Ein Landwirt hatte seinen Berater zum wiederholten Mal zwecks einer Fütterungsempfehlung zur Steigerung der Milchleistung angefragt. Im Beratungsverlauf zeigte sich, dass der Berater mit einer reinen Fachberatung (Berechnung einer optimierten Futtermischung) das im Beratungsauftrag beschriebene Problem (Steigerung der Milchleistung) nicht nachhaltig lösen konnte, weil er die organisationalen Fragen (Wer füttert? Wie wird von dieser Person die Veränderung akzeptiert?) nicht gestellt hatte. Erst als klar war, dass auch der Vater des Landwirts, der als ehemaliger Betriebsinhaber die Tiere fütterte, in den Beratungsprozess eingebunden werden muss, fand sich eine nachhaltige Lösung.
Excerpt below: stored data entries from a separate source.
//! Entitlement derivation with fail-safe defaults and per-identity caching.
//!
//! # Responsibility
//! - Fetch the authoritative subscription row and derive a snapshot.
//! - Memoize the snapshot for the current identity.
//! - Forward plan-change actions and reflect acknowledgements optimistically.
//! - Admit or refuse diary entries and advanced analysis for the session.
//!
//! # Invariants
//! - `snapshot` never fails; unknown entitlement resolves to the free tier,
//!   and that fallback is never cached.
//! - A cached snapshot is only served to the identity it was computed for.
//! - A fetch that started before `invalidate` never repopulates the cache.

use crate::model::entitlement::{derive, EntitlementSnapshot, QuotaExceededError};
use crate::model::session::{Session, UserId};
use crate::model::subscription::SubscriptionRecord;
use crate::remote::subscription_service::{
    SubscriptionError, SubscriptionResult, SubscriptionService,
};
use log::{debug, info, warn};
use std::error::Error;
use std::fmt::{Display, Formatter};
use std::sync::{Arc, Mutex, MutexGuard, PoisonError};

/// Failure of a cancel/resume request.
#[derive(Debug, Clone, PartialEq, Eq)]
pub enum PlanChangeError {
    NotAuthenticated,
    Service(SubscriptionError),
}

impl Display for PlanChangeError {
    fn fmt(&self, f: &mut Formatter<'_>) -> std::fmt::Result {
        match self {
            Self::NotAuthenticated => write!(f, "plan changes require a signed-in user"),
            Self::Service(err) => write!(f, "{err}"),
        }
    }
}

impl Error for PlanChangeError {
    fn source(&self) -> Option<&(dyn Error + 'static)> {
        match self {
            Self::NotAuthenticated => None,
            Self::Service(err) => Some(err),
        }
    }
}

struct CachedSnapshot {
    user_id: UserId,
    snapshot: EntitlementSnapshot,
}

#[derive(Default)]
struct Cache {
    entry: Option<CachedSnapshot>,
    generation: u64,
}

pub struct EntitlementEngine {
    service: Arc<dyn SubscriptionService>,
    cache: Mutex<Cache>,
}

impl EntitlementEngine {
    pub fn new(service: Arc<dyn SubscriptionService>) -> Self {
        Self {
            service,
            cache: Mutex::new(Cache::default()),
        }
    }

    /// Fetches the authoritative subscription row for `user_id`.
    pub async fn fetch(&self, user_id: &UserId) -> SubscriptionResult<Option<SubscriptionRecord>> {
        self.service.fetch_latest(user_id).await
    }

    /// Derives the snapshot granted by `record`; see [`derive`].
    pub fn derive(record: Option<&SubscriptionRecord>) -> EntitlementSnapshot {
        derive(record)
    }

    /// Returns the snapshot for the session's identity.
    ///
    /// Anonymous sessions get the free tier without a network call. A cached
    /// snapshot for another identity is discarded and recomputed.
    pub async fn snapshot(&self, session: &Session) -> EntitlementSnapshot {
        let Some(user_id) = authenticated_user(session) else {
            return EntitlementSnapshot::free();
        };

        let generation = {
            let cache = self.lock();
            if let Some(entry) = cache.entry.as_ref().filter(|entry| &entry.user_id == user_id) {
                return entry.snapshot.clone();
            }
            cache.generation
        };

        self.recompute(user_id, generation).await
    }

    /// Drops the cache and recomputes for the session's identity.
    pub async fn refresh(&self, session: &Session) -> EntitlementSnapshot {
        let generation = self.invalidate();
        match authenticated_user(session) {
            Some(user_id) => self.recompute(user_id, generation).await,
            None => EntitlementSnapshot::free(),
        }
    }

    /// Drops the cached snapshot. Returns the new cache generation.
    pub fn invalidate(&self) -> u64 {
        let mut cache = self.lock();
        cache.entry = None;
        cache.generation += 1;
        cache.generation
    }

    /// Cached snapshot for `user_id`, without fetching.
    pub fn cached(&self, user_id: &UserId) -> Option<EntitlementSnapshot> {
        self.lock()
            .entry
            .as_ref()
            .filter(|entry| &entry.user_id == user_id)
            .map(|entry| entry.snapshot.clone())
    }

    /// Admits one more diary entry when `entries_this_month` is under the
    /// session's monthly ceiling.
    pub async fn authorize_entry(
        &self,
        session: &Session,
        entries_this_month: usize,
    ) -> Result<(), QuotaExceededError> {
        let snapshot = self.snapshot(session).await;
        snapshot
            .check_monthly_entry_quota(entries_this_month)
            .map_err(|err| {
                info!(
                    "event=entry_gate module=entitlement status=rejected tier={} used={}",
                    snapshot.tier.as_str(),
                    err.used
                );
                err
            })
    }

    /// Admits advanced analysis for premium sessions only.
    pub async fn authorize_analysis(&self, session: &Session) -> Result<(), QuotaExceededError> {
        let snapshot = self.snapshot(session).await;
        snapshot.require_advanced_analysis().map_err(|err| {
            info!(
                "event=analysis_gate module=entitlement status=rejected tier={}",
                snapshot.tier.as_str()
            );
            err
        })
    }

    /// Requests cancellation at period end.
    ///
    /// On acknowledgement the cached snapshot shows `cancel_at_period_end`
    /// until the next authoritative refresh.
    pub async fn cancel(&self, session: &Session) -> Result<(), PlanChangeError> {
        self.change_plan(session, true).await
    }

    /// Withdraws a pending cancellation.
    pub async fn resume(&self, session: &Session) -> Result<(), PlanChangeError> {
        self.change_plan(session, false).await
    }

    async fn change_plan(&self, session: &Session, cancel: bool) -> Result<(), PlanChangeError> {
        let user_id = authenticated_user(session).ok_or(PlanChangeError::NotAuthenticated)?;
        let action = if cancel { "cancel" } else { "resume" };

        let result = if cancel {
            self.service.cancel(user_id).await
        } else {
            self.service.resume(user_id).await
        };
        if let Err(err) = result {
            warn!(
                "event=plan_change module=entitlement status=error action={action} error={err}"
            );
            return Err(PlanChangeError::Service(err));
        }

        let mut cache = self.lock();
        if let Some(entry) = cache.entry.as_mut().filter(|entry| &entry.user_id == user_id) {
            entry.snapshot.cancel_at_period_end = cancel;
        }
        info!("event=plan_change module=entitlement status=ok action={action}");
        Ok(())
    }

    async fn recompute(&self, user_id: &UserId, generation: u64) -> EntitlementSnapshot {
        let snapshot = match self.fetch(user_id).await {
            Ok(record) => derive(record.as_ref()),
            Err(err) => {
                // Not cached: the next read retries the fetch.
                warn!(
                    "event=entitlement_fetch module=entitlement status=degraded fallback=free error={err}"
                );
                return EntitlementSnapshot::free();
            }
        };

        let mut cache = self.lock();
        if cache.generation == generation {
            cache.entry = Some(CachedSnapshot {
                user_id: user_id.clone(),
                snapshot: snapshot.clone(),
            });
            debug!(
                "event=entitlement_cache module=entitlement status=stored tier={}",
                snapshot.tier.as_str()
            );
        }
        snapshot
    }

    fn lock(&self) -> MutexGuard<'_, Cache> {
        self.cache.lock().unwrap_or_else(PoisonError::into_inner)
    }
}

fn authenticated_user(session: &Session) -> Option<&UserId> {
    session.user_id().filter(|_| session.is_authenticated())
}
An diesem Beratungsfall soll im Folgenden verdeutlicht werden, wie systemische Interventionen zur Förderung problemlösenden Handelns in landwirtschaftlichen Familienbetrieben konkret zu gestalten sind:

Erwartungsverhalten

Der Begriff der Erwartung meint, dass Personen, die miteinander umgehen, sich ein gewisses Verhalten von der anderen Person erwarten (zum  Beispiel dass die andere Person mir die Hand gibt, wenn ich ihr die meine zur Begrüßung reiche). "Erwartungserwartungen" entstehen dann, wenn sich die eigenen Erwartungen auf die Erwartungen der anderen Person beziehen (Luhmann 2018). Diese Erwartungserwartungen können sich zusammen mit Werten, Handlungsmustern und Verhaltensweisen in sozialen Rollen generalisieren (zum Beispiel die Erwartung an die niedergelassene Ärztin, dass sie einen untersucht). 
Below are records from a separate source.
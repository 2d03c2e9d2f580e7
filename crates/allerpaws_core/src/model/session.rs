//! Identity lifecycle model.
//!
//! # Responsibility
//! - Define the `Session` value owned by `SessionGate` and passed to consumers.
//! - Validate credentials locally before any identity-provider call.
//!
//! # Invariants
//! - `identity` is `Some` iff `state == SessionState::Authenticated`.
//! - Passwords never appear in `Debug` output.

use once_cell::sync::Lazy;
use regex::Regex;
use serde::{Deserialize, Serialize};
use std::fmt::{Debug, Display, Formatter};

use super::validation::ValidationError;

static EMAIL_RE: Lazy<Regex> =
    Lazy::new(|| Regex::new(r"^[^@\s]+@[^@\s]+\.[^@\s]+$").expect("valid email regex"));

const MIN_PASSWORD_CHARS: usize = 6;

/// Backend-assigned identity of an authenticated user.
#[derive(Debug, Clone, PartialEq, Eq, Hash, PartialOrd, Ord, Serialize, Deserialize)]
#[serde(transparent)]
pub struct UserId(String);

impl UserId {
    pub fn new(value: impl Into<String>) -> Self {
        Self(value.into())
    }

    pub fn as_str(&self) -> &str {
        self.0.as_str()
    }
}

impl Display for UserId {
    fn fmt(&self, f: &mut Formatter<'_>) -> std::fmt::Result {
        f.write_str(self.0.as_str())
    }
}

/// Identity lifecycle state.
#[derive(Debug, Clone, Copy, PartialEq, Eq, Serialize, Deserialize)]
#[serde(rename_all = "snake_case")]
pub enum SessionState {
    Anonymous,
    /// Sign-up submitted; waiting for the user to confirm their email.
    PendingVerification,
    Authenticated,
    /// Last credential attempt failed irrecoverably.
    Error,
}

impl SessionState {
    pub fn as_str(self) -> &'static str {
        match self {
            Self::Anonymous => "anonymous",
            Self::PendingVerification => "pending_verification",
            Self::Authenticated => "authenticated",
            Self::Error => "error",
        }
    }
}

/// Snapshot of the identity lifecycle.
#[derive(Debug, Clone, PartialEq, Eq)]
pub struct Session {
    state: SessionState,
    identity: Option<UserId>,
    pending_email: Option<String>,
    last_error: Option<String>,
}

impl Session {
    pub fn anonymous() -> Self {
        Self {
            state: SessionState::Anonymous,
            identity: None,
            pending_email: None,
            last_error: None,
        }
    }

    pub fn pending_verification(email: impl Into<String>) -> Self {
        Self {
            state: SessionState::PendingVerification,
            identity: None,
            pending_email: Some(email.into()),
            last_error: None,
        }
    }

    pub fn authenticated(user_id: UserId) -> Self {
        Self {
            state: SessionState::Authenticated,
            identity: Some(user_id),
            pending_email: None,
            last_error: None,
        }
    }

    pub fn error(message: impl Into<String>) -> Self {
        Self {
            state: SessionState::Error,
            identity: None,
            pending_email: None,
            last_error: Some(message.into()),
        }
    }

    pub fn state(&self) -> SessionState {
        self.state
    }

    pub fn is_authenticated(&self) -> bool {
        self.state == SessionState::Authenticated
    }

    /// Returns the owning identity when authenticated.
    pub fn user_id(&self) -> Option<&UserId> {
        self.identity.as_ref()
    }

    /// Email awaiting confirmation while in `PendingVerification`.
    pub fn pending_email(&self) -> Option<&str> {
        self.pending_email.as_deref()
    }

    /// Message of the auth failure that moved the session to `Error`.
    pub fn last_error(&self) -> Option<&str> {
        self.last_error.as_deref()
    }
}

impl Default for Session {
    fn default() -> Self {
        Self::anonymous()
    }
}

/// Sign-in or sign-up credentials.
#[derive(Clone, PartialEq, Eq)]
pub struct Credentials {
    pub email: String,
    pub password: String,
    /// Required for sign-up only.
    pub full_name: Option<String>,
}

impl Credentials {
    pub fn sign_in(email: impl Into<String>, password: impl Into<String>) -> Self {
        Self {
            email: email.into(),
            password: password.into(),
            full_name: None,
        }
    }

    pub fn sign_up(
        email: impl Into<String>,
        password: impl Into<String>,
        full_name: impl Into<String>,
    ) -> Self {
        Self {
            email: email.into(),
            password: password.into(),
            full_name: Some(full_name.into()),
        }
    }

    /// Validates fields required by sign-in.
    pub fn validate_sign_in(&self) -> Result<(), ValidationError> {
        let email = self.email.trim();
        if email.is_empty() {
            return Err(ValidationError::MissingField("email"));
        }
        if !EMAIL_RE.is_match(email) {
            return Err(ValidationError::InvalidField {
                field: "email",
                reason: "must look like name@example.com",
            });
        }
        if self.password.trim().is_empty() {
            return Err(ValidationError::MissingField("password"));
        }
        Ok(())
    }

    /// Validates fields required by sign-up, including password length.
    pub fn validate_sign_up(&self) -> Result<(), ValidationError> {
        let full_name = self.full_name.as_deref().map(str::trim).unwrap_or("");
        if full_name.is_empty() {
            return Err(ValidationError::MissingField("full_name"));
        }
        self.validate_sign_in()?;
        if self.password.chars().count() < MIN_PASSWORD_CHARS {
            return Err(ValidationError::InvalidField {
                field: "password",
                reason: "must be at least 6 characters",
            });
        }
        Ok(())
    }
}

impl Debug for Credentials {
    fn fmt(&self, f: &mut Formatter<'_>) -> std::fmt::Result {
        f.debug_struct("Credentials")
            .field("email", &self.email)
            .field("password", &"<redacted>")
            .field("full_name", &self.full_name)
            .finish()
    }
}

#[cfg(test)]
mod tests {
    use super::{Credentials, Session, SessionState, UserId};
    use crate::model::validation::ValidationError;

    #[test]
    fn identity_only_present_when_authenticated() {
        assert!(Session::anonymous().user_id().is_none());
        assert!(Session::pending_verification("a@b.co").user_id().is_none());
        assert!(Session::error("bad").user_id().is_none());

        let session = Session::authenticated(UserId::new("u-1"));
        assert_eq!(session.state(), SessionState::Authenticated);
        assert_eq!(session.user_id().map(UserId::as_str), Some("u-1"));
    }

    #[test]
    fn sign_up_requires_name_and_six_char_password() {
        let missing_name = Credentials::sign_up("a@b.co", "secret1", " ");
        assert_eq!(
            missing_name.validate_sign_up(),
            Err(ValidationError::MissingField("full_name"))
        );

        let short = Credentials::sign_up("a@b.co", "12345", "Ann");
        assert!(matches!(
            short.validate_sign_up(),
            Err(ValidationError::InvalidField { field: "password", .. })
        ));

        Credentials::sign_up("a@b.co", "123456", "Ann")
            .validate_sign_up()
            .expect("valid sign-up credentials");
    }

    #[test]
    fn malformed_email_is_rejected() {
        let creds = Credentials::sign_in("not-an-email", "pw");
        assert!(matches!(
            creds.validate_sign_in(),
            Err(ValidationError::InvalidField { field: "email", .. })
        ));
    }

    #[test]
    fn debug_output_redacts_password() {
        let creds = Credentials::sign_in("a@b.co", "hunter22");
        let rendered = format!("{creds:?}");
        assert!(!rendered.contains("hunter22"));
    }
}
In der Beratungspraxis entscheiden oftmals die mit dem Rollenverständnis als Berater/-in verbundenen Erwartungen an sich selbst und die Erwartungen an die (vermuteten) Erwartungen der Klienten darüber, ob ein Fall über die Fachberatung hinaus auch systemisch betrachtet wird oder nicht. Einfach deshalb, weil das eigene beraterische Rollenverständnis eher das einer Fachberaterin entspricht und zugleich erwartet wird, dass die Erwartung der Klientin eine kurze, fachlich begründete und leicht zu realisierende Handlungsanweisung zur Lösung eines fachlichen Problems ist.

Hier ist bei Teilnehmenden von Seminaren zur systemischen Beratung häufig großer Widerstand zu spüren. Die Befürchtung: Der Einsatz systemischer Methoden könnte schnell zu einer Überforderung der Landwirtinnen und Landwirte beziehungsweise zur Unzufriedenheit mit der Beratungsleistung führen. Zudem berichten insbesondere junge Beratungskräfte, dass sie ein systemisches Arbeiten auch von ihren berufserfahrenen Kolleginnen und Kollegen nicht vorgelebt bekommen.
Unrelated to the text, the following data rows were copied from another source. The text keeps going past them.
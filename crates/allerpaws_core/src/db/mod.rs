//! Local SQLite file holding client-side durable state.
//!
//! # Invariants
//! - Schema version lives in `PRAGMA user_version`.
//! - No slot is read or written before migrations succeed.
//! - A file written by a newer build is refused rather than downgraded.

use std::error::Error;
use std::fmt::{Display, Formatter};
use std::path::PathBuf;

pub mod migrations;
mod open;

pub use open::{open_db, open_db_in_memory};

pub type DbResult<T> = Result<T, DbError>;

#[derive(Debug)]
pub enum DbError {
    /// Parent directory of the state file could not be created.
    CreateDir {
        path: PathBuf,
        source: std::io::Error,
    },
    Sqlite(rusqlite::Error),
    /// The file carries a schema this build does not know.
    UnsupportedSchemaVersion { found: u32, supported: u32 },
}

impl Display for DbError {
    fn fmt(&self, f: &mut Formatter<'_>) -> std::fmt::Result {
        match self {
            Self::CreateDir { path, source } => {
                write!(f, "cannot create state directory {}: {source}", path.display())
            }
            Self::Sqlite(err) => write!(f, "{err}"),
            Self::UnsupportedSchemaVersion { found, supported } => write!(
                f,
                "local state schema v{found} was written by a newer app (supports up to v{supported})"
            ),
        }
    }
}

impl Error for DbError {
    fn source(&self) -> Option<&(dyn Error + 'static)> {
        match self {
            Self::CreateDir { source, .. } => Some(source),
            Self::Sqlite(err) => Some(err),
            Self::UnsupportedSchemaVersion { .. } => None,
        }
    }
}

impl From<rusqlite::Error> for DbError {
    fn from(value: rusqlite::Error) -> Self {
        Self::Sqlite(value)
    }
}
Letztendlich sollte immer das Beratungsergebnis überzeugen. Wenn Fachberatung um den systemischen Blick (Sind alle möglichen Beteiligten in die Beratung involviert? Welche Gründe könnte es haben, dass in diesem Fall das Problem so häufig auftritt?) erweitert und, da wo sinnvoll, auch systemisch interveniert wird, sollte dies auch evident werden. Deshalb schlagen Königswieser und Jochum (2006) einen reflexiv-kontextabhängigen Beratungsansatz vor. Dieser Beratungsansatz umfasst zum einen die systemische Reflexion des eigenen fachlichen Beratungshandelns und zum anderen – als Ergänzung zur Fachberatung – den kontextabhängigen Einsatz systemischer Beratungsmethoden.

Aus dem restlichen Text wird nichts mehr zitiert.